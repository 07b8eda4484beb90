//! Calltrace: per-thread call-tree tracing core.
//!
//! # Overview
//!
//! Instrumented code reports method activations (enter, return, error,
//! attributes and trace-boundary markers) to a per-thread
//! [`TraceBuilder`]. The builder assembles them into bounded call trees and
//! hands finished trees to a [`TraceSink`]. The [`AsyncSink`] encodes trees
//! and performance records into a compact stream on a background thread,
//! sending every symbol definition once per stream.
//!
//! # Core Guarantees
//!
//! - **Bounded trees**: every trace has a record budget; frames past it are
//!   counted and rolled up but never kept
//! - **Tolerant of bad input**: unbalanced or out-of-order events are logged,
//!   counted and healed, never a panic
//! - **Never blocks the application**: sink submission is a lock-free push;
//!   a full queue drops the item
//! - **Self-contained streams**: each stream, rotated file or reconnection
//!   starts a fresh disclosure scope
//!
//! # Module Structure
//!
//! - [`types`]: Symbol ids and timestamps
//! - [`symbol`]: Concurrent name interning
//! - [`trace`](mod@trace): Trace data model and the per-thread builder
//! - [`metrics`]: Metric templates, evaluation and perf records
//! - [`wire`]: Stream format, writer and reader
//! - [`sink`]: Sinks and byte outputs
//! - [`tracer`]: Shared state and builder factory
//! - [`config`]: Configuration and live tunables
//! - [`error`](mod@error): Error types
//! - [`tracing_compat`]: Optional tracing integration (requires `tracing-integration` feature)

#![deny(unsafe_code)]
#![warn(missing_docs)]
#![warn(clippy::pedantic)]
#![warn(clippy::nursery)]
#![allow(clippy::missing_errors_doc)]
#![allow(clippy::module_inception)]

pub mod config;
pub mod error;
pub mod metrics;
pub mod sink;
pub mod symbol;
pub mod trace;
pub mod tracer;
pub mod tracing_compat;
pub mod types;
pub mod wire;

// ── Test-only modules ───────────────────────────────────────────────────
#[cfg(any(test, feature = "test-internals"))]
pub mod test_utils;

// Re-exports for convenient access to core types
pub use config::{OutputConfig, SinkConfig, TracerConfig, Tunables};
pub use error::{Error, Result};
pub use metrics::{MetricKind, MetricRegistry, MetricTemplate, PerfRecord, Scanner};
pub use sink::{AsyncSink, MemorySink, SinkOptions, SinkStats, TraceOutput, TraceSink};
pub use symbol::SymbolRegistry;
pub use trace::{
    AttrValue, BuilderStats, MarkerFlags, RecordFlags, SymbolicException, Throwable,
    TraceBuilder, TraceMarker, TraceRecord,
};
pub use tracer::Tracer;
pub use types::{SymbolId, Time};
pub use wire::{Framing, TraceItem, TraceReader, TraceWriter};
//! In-memory sink.

use super::TraceSink;
use crate::metrics::PerfRecord;
use crate::trace::TraceRecord;
use parking_lot::Mutex;

/// Collects submitted items in memory.
///
/// An optional capacity makes it reject traces once full, which is how tests
/// exercise a builder's rejection path.
#[derive(Debug, Default)]
pub struct MemorySink {
    traces: Mutex<Vec<TraceRecord>>,
    perf: Mutex<Vec<PerfRecord>>,
    capacity: Option<usize>,
}

impl MemorySink {
    /// Creates an unbounded sink.
    #[must_use]
    pub fn new() -> Self {
        Self::default()
    }

    /// Creates a sink that accepts at most `capacity` traces.
    #[must_use]
    pub fn bounded(capacity: usize) -> Self {
        Self {
            capacity: Some(capacity),
            ..Self::default()
        }
    }

    /// Returns a copy of the collected traces.
    pub fn traces(&self) -> Vec<TraceRecord> {
        self.traces.lock().clone()
    }

    /// Removes and returns the collected traces.
    pub fn take(&self) -> Vec<TraceRecord> {
        std::mem::take(&mut *self.traces.lock())
    }

    /// Removes and returns the collected performance records.
    pub fn take_perf(&self) -> Vec<PerfRecord> {
        std::mem::take(&mut *self.perf.lock())
    }

    /// Returns the number of collected traces.
    pub fn len(&self) -> usize {
        self.traces.lock().len()
    }

    /// Returns true if no trace was collected.
    pub fn is_empty(&self) -> bool {
        self.traces.lock().is_empty()
    }
}

impl TraceSink for MemorySink {
    fn submit(&self, record: TraceRecord) -> bool {
        let mut traces = self.traces.lock();
        if self.capacity.is_some_and(|cap| traces.len() >= cap) {
            return false;
        }
        traces.push(record);
        true
    }

    fn submit_perf(&self, record: PerfRecord) -> bool {
        self.perf.lock().push(record);
        true
    }
}

#[cfg(test)]
mod tests {
    use super::*;
    use crate::types::SymbolId;

    fn record(class: u32) -> TraceRecord {
        TraceRecord::new(SymbolId::new(class), SymbolId::new(1), SymbolId::new(2))
    }

    #[test]
    fn collects_in_order() {
        let sink = MemorySink::new();
        assert!(sink.submit(record(3)));
        assert!(sink.submit(record(4)));
        assert_eq!(sink.len(), 2);
        let taken = sink.take();
        assert_eq!(taken[1].class_id, SymbolId::new(4));
        assert!(sink.is_empty());
    }

    #[test]
    fn bounded_rejects_when_full() {
        let sink = MemorySink::bounded(1);
        assert!(sink.submit(record(3)));
        assert!(!sink.submit(record(4)));
        assert_eq!(sink.traces().len(), 1);
    }

    #[test]
    fn collects_perf() {
        let sink = MemorySink::new();
        assert!(sink.submit_perf(PerfRecord::new(10, SymbolId::new(1))));
        assert_eq!(sink.take_perf().len(), 1);
    }
}
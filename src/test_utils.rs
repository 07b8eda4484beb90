//! Helpers shared by unit and integration tests.

use crate::config::Tunables;
use crate::sink::{MemorySink, TraceSink};
use crate::symbol::SymbolRegistry;
use crate::trace::TraceBuilder;
use std::sync::{Arc, Once};

static INIT_LOGGING: Once = Once::new();

/// Installs a test subscriber once per process.
///
/// Honors `RUST_LOG`; defaults to `calltrace=debug`.
pub fn init_test_logging() {
    INIT_LOGGING.call_once(|| {
        let filter = tracing_subscriber::EnvFilter::try_from_default_env()
            .unwrap_or_else(|_| tracing_subscriber::EnvFilter::new("calltrace=debug"));
        let _ = tracing_subscriber::fmt()
            .with_env_filter(filter)
            .with_test_writer()
            .try_init();
    });
}

/// Logs the start of a named test after making sure logging is set up.
pub fn init_test(name: &str) {
    init_test_logging();
    tracing::info!(test = name, "test start");
}

/// A builder wired to an in-memory sink with zero time thresholds, so every
/// closed frame is kept and every trace is submitted.
pub fn memory_builder(max_records: usize) -> (TraceBuilder, Arc<MemorySink>, Arc<SymbolRegistry>) {
    let registry = Arc::new(SymbolRegistry::new());
    let tunables = Arc::new(Tunables::new(0, 0, max_records, false));
    let sink = Arc::new(MemorySink::new());
    let builder = TraceBuilder::new(
        Arc::clone(&registry),
        tunables,
        Arc::clone(&sink) as Arc<dyn TraceSink>,
    );
    (builder, sink, registry)
}
//! Metric templates.

use crate::types::SymbolId;
use serde::{Deserialize, Serialize};

/// How raw readings of a metric turn into reported values.
#[derive(Debug, Clone, Copy, PartialEq, Eq, Serialize, Deserialize)]
pub enum MetricKind {
    /// Report the reading as is.
    RawData,
    /// Report the change since the previous reading.
    RawDelta,
    /// Report the change per second since the previous reading.
    TimedDelta,
    /// Report the change per second over a sliding window.
    WindowedRate {
        /// Window length in milliseconds.
        window_ms: u64,
    },
    /// Report the share of wall time spent busy. Readings are cumulative busy
    /// milliseconds.
    Utilization,
}

/// Shared description of a family of metrics.
///
/// Every [`Metric`](super::Metric) is created from a template, which fixes its
/// kind, its unit and the scale applied to evaluated values.
#[derive(Debug, Clone, PartialEq, Serialize, Deserialize)]
pub struct MetricTemplate {
    /// Template id, unique within a [`MetricRegistry`](super::MetricRegistry).
    pub id: u32,
    /// Evaluation kind.
    pub kind: MetricKind,
    /// Template name symbol.
    pub name: SymbolId,
    /// Unit symbol.
    pub units: SymbolId,
    /// Scale numerator.
    pub multiplier: f64,
    /// Scale denominator.
    pub divider: f64,
    /// Attribute keys every metric of this template carries.
    pub attrs: Vec<SymbolId>,
}

impl MetricTemplate {
    /// Creates an unscaled template without attributes. The id is assigned on
    /// registration.
    #[must_use]
    pub fn new(kind: MetricKind, name: SymbolId, units: SymbolId) -> Self {
        Self {
            id: 0,
            kind,
            name,
            units,
            multiplier: 1.0,
            divider: 1.0,
            attrs: Vec::new(),
        }
    }

    /// Sets the scale applied to evaluated values.
    #[must_use]
    pub fn with_scale(mut self, multiplier: f64, divider: f64) -> Self {
        self.multiplier = multiplier;
        self.divider = divider;
        self
    }

    /// Adds an attribute key.
    #[must_use]
    pub fn with_attr(mut self, key: SymbolId) -> Self {
        self.attrs.push(key);
        self
    }

    /// Returns the combined scale factor. A zero divider disables scaling.
    #[must_use]
    pub fn scale(&self) -> f64 {
        if self.divider == 0.0 {
            self.multiplier
        } else {
            self.multiplier / self.divider
        }
    }

    /// Visits every symbol the template names.
    pub fn for_each_symbol(&self, visit: &mut impl FnMut(SymbolId)) {
        visit(self.name);
        visit(self.units);
        for key in &self.attrs {
            visit(*key);
        }
    }
}
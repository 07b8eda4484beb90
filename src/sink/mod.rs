//! Destinations for finished traces.
//!
//! Trace builders hand completed trees to a [`TraceSink`]. Submission is best
//! effort and must never block the instrumented thread: a sink that cannot
//! take an item returns `false` and the item is gone.
//!
//! - [`MemorySink`]: keeps everything in memory
//! - [`AsyncSink`]: bounded queue drained by a dedicated writer thread
//! - [`output`]: byte destinations the writer thread writes streams to

pub mod async_sink;
pub mod memory;
pub mod output;

pub use async_sink::{AsyncSink, SinkOptions, SinkStats};
pub use memory::MemorySink;
pub use output::{NullOutput, RotatingFileOutput, StreamOutput, TraceOutput};

use crate::metrics::PerfRecord;
use crate::trace::TraceRecord;

/// Receiver of completed traces and performance records.
pub trait TraceSink: Send + Sync {
    /// Offers a finished trace tree. Returns false if it was not accepted.
    fn submit(&self, record: TraceRecord) -> bool;

    /// Offers a performance-metric record. Sinks that do not carry metrics
    /// reject it.
    fn submit_perf(&self, _record: PerfRecord) -> bool {
        false
    }
}

/// Sink that accepts and discards everything.
#[derive(Debug, Default, Clone, Copy)]
pub struct DiscardSink;

impl TraceSink for DiscardSink {
    fn submit(&self, _record: TraceRecord) -> bool {
        true
    }

    fn submit_perf(&self, _record: PerfRecord) -> bool {
        true
    }
}
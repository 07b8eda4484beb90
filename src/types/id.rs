//! Identifier and time types shared by the tracer, the metrics layer and the
//! wire format.

use core::fmt;
use serde::{Deserialize, Serialize};
use std::ops::Add;
use std::time::Duration;

/// An interned string identifier.
///
/// Symbol id 0 is reserved as the null symbol. Every other id maps to exactly
/// one name for the lifetime of a [`SymbolRegistry`](crate::symbol::SymbolRegistry).
#[derive(
    Clone, Copy, Default, PartialEq, Eq, Hash, PartialOrd, Ord, Serialize, Deserialize,
)]
#[serde(transparent)]
pub struct SymbolId(u32);

impl SymbolId {
    /// The reserved null symbol.
    pub const NULL: Self = Self(0);

    /// Wraps a raw symbol id.
    #[inline]
    #[must_use]
    pub const fn new(raw: u32) -> Self {
        Self(raw)
    }

    /// Returns the raw id.
    #[inline]
    #[must_use]
    pub const fn as_u32(self) -> u32 {
        self.0
    }

    /// Returns true for the null symbol.
    #[inline]
    #[must_use]
    pub const fn is_null(self) -> bool {
        self.0 == 0
    }
}

impl From<u32> for SymbolId {
    fn from(raw: u32) -> Self {
        Self(raw)
    }
}

impl fmt::Debug for SymbolId {
    #[inline]
    fn fmt(&self, f: &mut fmt::Formatter<'_>) -> fmt::Result {
        write!(f, "SymbolId({})", self.0)
    }
}

impl fmt::Display for SymbolId {
    #[inline]
    fn fmt(&self, f: &mut fmt::Formatter<'_>) -> fmt::Result {
        write!(f, "#{}", self.0)
    }
}

/// A monotonic timestamp in nanoseconds, as delivered by instrumented code.
///
/// The tracer never reads a clock itself: every `enter`/`return` event carries
/// its own timestamp, which keeps trace construction deterministic under test.
#[derive(Clone, Copy, PartialEq, Eq, PartialOrd, Ord, Hash, Default, Serialize, Deserialize)]
#[serde(transparent)]
pub struct Time(u64);

impl Time {
    /// The zero instant.
    pub const ZERO: Self = Self(0);

    /// Creates a new time from nanoseconds.
    #[inline]
    #[must_use]
    pub const fn from_nanos(nanos: u64) -> Self {
        Self(nanos)
    }

    /// Creates a new time from milliseconds.
    #[inline]
    #[must_use]
    pub const fn from_millis(millis: u64) -> Self {
        Self(millis.saturating_mul(1_000_000))
    }

    /// Returns the time as nanoseconds.
    #[inline]
    #[must_use]
    pub const fn as_nanos(self) -> u64 {
        self.0
    }

    /// Returns the time as milliseconds (truncated).
    #[inline]
    #[must_use]
    pub const fn as_millis(self) -> u64 {
        self.0 / 1_000_000
    }

    /// Returns the duration between two times in nanoseconds.
    ///
    /// Returns 0 if `self` is before `earlier`.
    #[inline]
    #[must_use]
    pub const fn duration_since(self, earlier: Self) -> u64 {
        self.0.saturating_sub(earlier.0)
    }
}

impl Add<Duration> for Time {
    type Output = Self;

    #[inline]
    fn add(self, rhs: Duration) -> Self::Output {
        let nanos: u64 = rhs.as_nanos().min(u128::from(u64::MAX)) as u64;
        Self(self.0.saturating_add(nanos))
    }
}

impl fmt::Debug for Time {
    #[inline]
    fn fmt(&self, f: &mut fmt::Formatter<'_>) -> fmt::Result {
        write!(f, "Time({}ns)", self.0)
    }
}

impl fmt::Display for Time {
    fn fmt(&self, f: &mut fmt::Formatter<'_>) -> fmt::Result {
        if self.0 >= 1_000_000_000 {
            write!(
                f,
                "{}.{:03}s",
                self.0 / 1_000_000_000,
                (self.0 / 1_000_000) % 1000
            )
        } else if self.0 >= 1_000_000 {
            write!(f, "{}ms", self.0 / 1_000_000)
        } else if self.0 >= 1_000 {
            write!(f, "{}us", self.0 / 1_000)
        } else {
            write!(f, "{}ns", self.0)
        }
    }
}

#[cfg(test)]
mod tests {
    use super::*;

    #[test]
    fn null_symbol() {
        assert!(SymbolId::NULL.is_null());
        assert!(!SymbolId::new(7).is_null());
        assert_eq!(SymbolId::default(), SymbolId::NULL);
        assert_eq!(SymbolId::from(3).as_u32(), 3);
    }

    #[test]
    fn time_duration_saturates() {
        let early = Time::from_nanos(10);
        let late = Time::from_nanos(25);
        assert_eq!(late.duration_since(early), 15);
        assert_eq!(early.duration_since(late), 0);
    }

    #[test]
    fn time_display_units() {
        assert_eq!(Time::from_nanos(12).to_string(), "12ns");
        assert_eq!(Time::from_nanos(12_000).to_string(), "12us");
        assert_eq!(Time::from_millis(12).to_string(), "12ms");
        assert_eq!(Time::from_millis(1_250).to_string(), "1.250s");
    }

    #[test]
    fn time_add_duration() {
        let t = Time::from_millis(1) + Duration::from_micros(500);
        assert_eq!(t.as_nanos(), 1_500_000);
        assert_eq!(t.as_millis(), 1);
    }
}
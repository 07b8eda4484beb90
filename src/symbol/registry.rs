//! Bidirectional name ↔ id table.
//!
//! Lookups of already-interned names only take a shard read lock, so the hot
//! path (an instrumented method re-entering a known class) never contends with
//! other readers. Allocation takes the write lock of a single shard and
//! re-checks before drawing an id from the shared atomic counter, so two
//! racing callers can never assign two ids to the same name.

use crate::tracing_compat::warn;
use crate::types::SymbolId;
use parking_lot::RwLock;
use std::collections::HashMap;
use std::collections::hash_map::DefaultHasher;
use std::hash::{Hash, Hasher};
use std::sync::Arc;
use std::sync::atomic::{AtomicU32, Ordering};

/// Name returned for the null symbol.
pub const NULL_SYMBOL_NAME: &str = "<null>";
/// Name returned for ids the registry has never seen.
pub const UNKNOWN_SYMBOL_NAME: &str = "<?>";

const DEFAULT_SHARDS: usize = 16;

/// Concurrent symbol table.
///
/// # Example
///
/// ```
/// use calltrace::symbol::SymbolRegistry;
///
/// let registry = SymbolRegistry::new();
/// let id = registry.id("com.example.Service");
/// assert_eq!(registry.id("com.example.Service"), id);
/// assert_eq!(registry.name(id), "com.example.Service");
/// assert!(registry.id(None).is_null());
/// ```
#[derive(Debug)]
pub struct SymbolRegistry {
    by_name: Box<[RwLock<HashMap<Arc<str>, SymbolId>>]>,
    by_id: Box<[RwLock<HashMap<u32, Arc<str>>>]>,
    /// Next id to hand out. Never below 1.
    next_id: AtomicU32,
}

impl SymbolRegistry {
    /// Creates an empty registry.
    #[must_use]
    pub fn new() -> Self {
        Self::with_shards(DEFAULT_SHARDS)
    }

    /// Creates an empty registry with the given number of lock shards.
    #[must_use]
    pub fn with_shards(shards: usize) -> Self {
        let shards = shards.max(1);
        Self {
            by_name: (0..shards).map(|_| RwLock::new(HashMap::new())).collect(),
            by_id: (0..shards).map(|_| RwLock::new(HashMap::new())).collect(),
            next_id: AtomicU32::new(1),
        }
    }

    /// Returns the id of `name`, allocating one if the name is new.
    ///
    /// `None` maps to the null symbol.
    pub fn id<'a>(&self, name: impl Into<Option<&'a str>>) -> SymbolId {
        let Some(name) = name.into() else {
            return SymbolId::NULL;
        };

        let shard = &self.by_name[self.name_shard(name)];
        if let Some(id) = shard.read().get(name) {
            return *id;
        }

        let mut names = shard.write();
        if let Some(id) = names.get(name) {
            return *id;
        }

        let raw = self.next_id.fetch_add(1, Ordering::AcqRel);
        let key: Arc<str> = Arc::from(name);
        // Reverse entry first: once the id is observable its name must resolve.
        self.by_id[self.id_shard(raw)]
            .write()
            .insert(raw, Arc::clone(&key));
        let id = SymbolId::new(raw);
        names.insert(key, id);
        id
    }

    /// Shorthand for [`id`](Self::id) with a present name.
    #[inline]
    pub fn id_of(&self, name: &str) -> SymbolId {
        self.id(Some(name))
    }

    /// Returns the id of `name` if it was already interned. Never allocates.
    pub fn try_id(&self, name: &str) -> Option<SymbolId> {
        self.by_name[self.name_shard(name)].read().get(name).copied()
    }

    /// Returns the name of `id`, or a sentinel for the null and unknown ids.
    pub fn name(&self, id: SymbolId) -> String {
        if id.is_null() {
            return NULL_SYMBOL_NAME.to_string();
        }
        self.lookup(id)
            .map_or_else(|| UNKNOWN_SYMBOL_NAME.to_string(), |name| name.to_string())
    }

    /// Returns the interned name of `id` without copying it.
    pub fn lookup(&self, id: SymbolId) -> Option<Arc<str>> {
        let raw = id.as_u32();
        self.by_id[self.id_shard(raw)].read().get(&raw).cloned()
    }

    /// Installs a mapping received from elsewhere.
    ///
    /// Used on the receiving side of a stream to mirror the sender's ids. The
    /// allocation counter is moved past `id` so locally interned names never
    /// collide with installed ones. Installing the null id is ignored.
    ///
    /// Names and ids stay one-to-one: a mapping that conflicts with an
    /// existing one is logged and dropped, and the existing one kept.
    pub fn put(&self, id: SymbolId, name: &str) {
        if id.is_null() {
            return;
        }
        let raw = id.as_u32();
        let mut names = self.by_name[self.name_shard(name)].write();
        let mut ids = self.by_id[self.id_shard(raw)].write();
        let known_id = names.get(name).copied();
        let known_name = ids.get(&raw).cloned();
        match (known_id, known_name) {
            (Some(known), _) if known != id => {
                warn!(symbol = name, id = %id, existing = %known, "symbol name already mapped, keeping existing id");
            }
            (_, Some(known)) if &*known != name => {
                warn!(symbol = name, id = %id, existing = %known, "symbol id already mapped, keeping existing name");
            }
            (Some(_), Some(_)) => {}
            _ => {
                let key: Arc<str> = Arc::from(name);
                ids.insert(raw, Arc::clone(&key));
                names.insert(key, id);
                self.next_id
                    .fetch_max(raw.saturating_add(1), Ordering::AcqRel);
            }
        }
    }

    /// Returns the number of interned names.
    pub fn len(&self) -> usize {
        self.by_name.iter().map(|shard| shard.read().len()).sum()
    }

    /// Returns true if nothing has been interned.
    pub fn is_empty(&self) -> bool {
        self.len() == 0
    }

    /// Returns the highest id allocated or installed so far (0 if none).
    pub fn last_id(&self) -> SymbolId {
        SymbolId::new(self.next_id.load(Ordering::Acquire).saturating_sub(1))
    }

    /// Returns every mapping, ordered by id.
    pub fn snapshot(&self) -> Vec<(SymbolId, String)> {
        let mut all: Vec<(SymbolId, String)> = self
            .by_id
            .iter()
            .flat_map(|shard| {
                shard
                    .read()
                    .iter()
                    .map(|(raw, name)| (SymbolId::new(*raw), name.to_string()))
                    .collect::<Vec<_>>()
            })
            .collect();
        all.sort_by_key(|(id, _)| *id);
        all
    }

    fn name_shard(&self, name: &str) -> usize {
        let mut hasher = DefaultHasher::new();
        name.hash(&mut hasher);
        hasher.finish() as usize % self.by_name.len()
    }

    fn id_shard(&self, raw: u32) -> usize {
        raw as usize % self.by_id.len()
    }
}

impl Default for SymbolRegistry {
    fn default() -> Self {
        Self::new()
    }
}
//! Byte destinations for trace streams.
//!
//! The sink's writer thread opens an output, writes one stream to it and
//! opens it again after an I/O failure or a rotation. Every open starts a new,
//! self-contained stream.

use crate::tracing_compat::debug;
use std::fs::{self, File};
use std::io::{self, BufWriter, Write};
use std::path::{Path, PathBuf};

/// A place streams are written to.
pub trait TraceOutput: Send {
    /// Opens a fresh destination for a new stream.
    fn open(&mut self) -> io::Result<Box<dyn Write + Send>>;

    /// Stream size in bytes after which the sink ends the stream and calls
    /// [`rotate`](Self::rotate). `None` never rotates.
    fn rotation_threshold(&self) -> Option<u64> {
        None
    }

    /// Moves the finished stream out of the way.
    fn rotate(&mut self) -> io::Result<()> {
        Ok(())
    }

    /// Human-readable destination, for logs.
    fn describe(&self) -> String;
}

/// Discards everything.
#[derive(Debug, Default, Clone, Copy)]
pub struct NullOutput;

impl TraceOutput for NullOutput {
    fn open(&mut self) -> io::Result<Box<dyn Write + Send>> {
        Ok(Box::new(io::sink()))
    }

    fn describe(&self) -> String {
        "null".to_string()
    }
}

type Connect = Box<dyn FnMut() -> io::Result<Box<dyn Write + Send>> + Send>;

/// Output backed by a connection factory, such as one dialing a collector
/// over TCP. Each open makes a new connection.
pub struct StreamOutput {
    connect: Connect,
    name: String,
}

impl StreamOutput {
    /// Creates an output that calls `connect` on every open.
    pub fn new<F, W>(name: impl Into<String>, mut connect: F) -> Self
    where
        F: FnMut() -> io::Result<W> + Send + 'static,
        W: Write + Send + 'static,
    {
        Self {
            connect: Box::new(move || Ok(Box::new(connect()?) as Box<dyn Write + Send>)),
            name: name.into(),
        }
    }
}

impl TraceOutput for StreamOutput {
    fn open(&mut self) -> io::Result<Box<dyn Write + Send>> {
        (self.connect)()
    }

    fn describe(&self) -> String {
        self.name.clone()
    }
}

impl std::fmt::Debug for StreamOutput {
    fn fmt(&self, f: &mut std::fmt::Formatter<'_>) -> std::fmt::Result {
        f.debug_struct("StreamOutput")
            .field("name", &self.name)
            .finish_non_exhaustive()
    }
}

/// A trace file rotated to `<path>.1 ... <path>.N` once it reaches a size
/// limit. The oldest archive is discarded.
#[derive(Debug, Clone)]
pub struct RotatingFileOutput {
    path: PathBuf,
    max_size: u64,
    max_archives: usize,
    opened: bool,
}

impl RotatingFileOutput {
    /// Creates a rotating file output. Nothing is touched until the first
    /// open.
    pub fn new(path: impl Into<PathBuf>, max_size: u64, max_archives: usize) -> Self {
        Self {
            path: path.into(),
            max_size,
            max_archives,
            opened: false,
        }
    }

    /// Returns the active file's path.
    pub fn path(&self) -> &Path {
        &self.path
    }

    /// Returns the path of archive `n` (1 is the newest).
    pub fn archive_path(&self, n: usize) -> PathBuf {
        let mut name = self.path.as_os_str().to_owned();
        name.push(format!(".{n}"));
        PathBuf::from(name)
    }

    fn shift_archives(&self) -> io::Result<()> {
        if self.max_archives == 0 {
            return remove_if_exists(&self.path);
        }
        remove_if_exists(&self.archive_path(self.max_archives))?;
        for n in (1..self.max_archives).rev() {
            let from = self.archive_path(n);
            if from.exists() {
                fs::rename(&from, self.archive_path(n + 1))?;
            }
        }
        if self.path.exists() {
            fs::rename(&self.path, self.archive_path(1))?;
        }
        Ok(())
    }
}

fn remove_if_exists(path: &Path) -> io::Result<()> {
    match fs::remove_file(path) {
        Err(e) if e.kind() != io::ErrorKind::NotFound => Err(e),
        _ => Ok(()),
    }
}

impl TraceOutput for RotatingFileOutput {
    fn open(&mut self) -> io::Result<Box<dyn Write + Send>> {
        if !self.opened {
            // A file left by an earlier run holds a finished stream.
            if fs::metadata(&self.path).is_ok_and(|m| m.len() > 0) {
                self.shift_archives()?;
            }
            self.opened = true;
        }
        if let Some(parent) = self.path.parent() {
            if !parent.as_os_str().is_empty() {
                fs::create_dir_all(parent)?;
            }
        }
        let file = File::create(&self.path)?;
        Ok(Box::new(BufWriter::new(file)))
    }

    fn rotation_threshold(&self) -> Option<u64> {
        Some(self.max_size)
    }

    fn rotate(&mut self) -> io::Result<()> {
        debug!(path = %self.path.display(), "rotating trace file");
        self.shift_archives()
    }

    fn describe(&self) -> String {
        self.path.display().to_string()
    }
}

• Goal of the exercise
Scan the material above for "collections". Copy every line where it appears.

• Task result
use std::collections::HashMap;
use std::collections::hash_map::DefaultHasher;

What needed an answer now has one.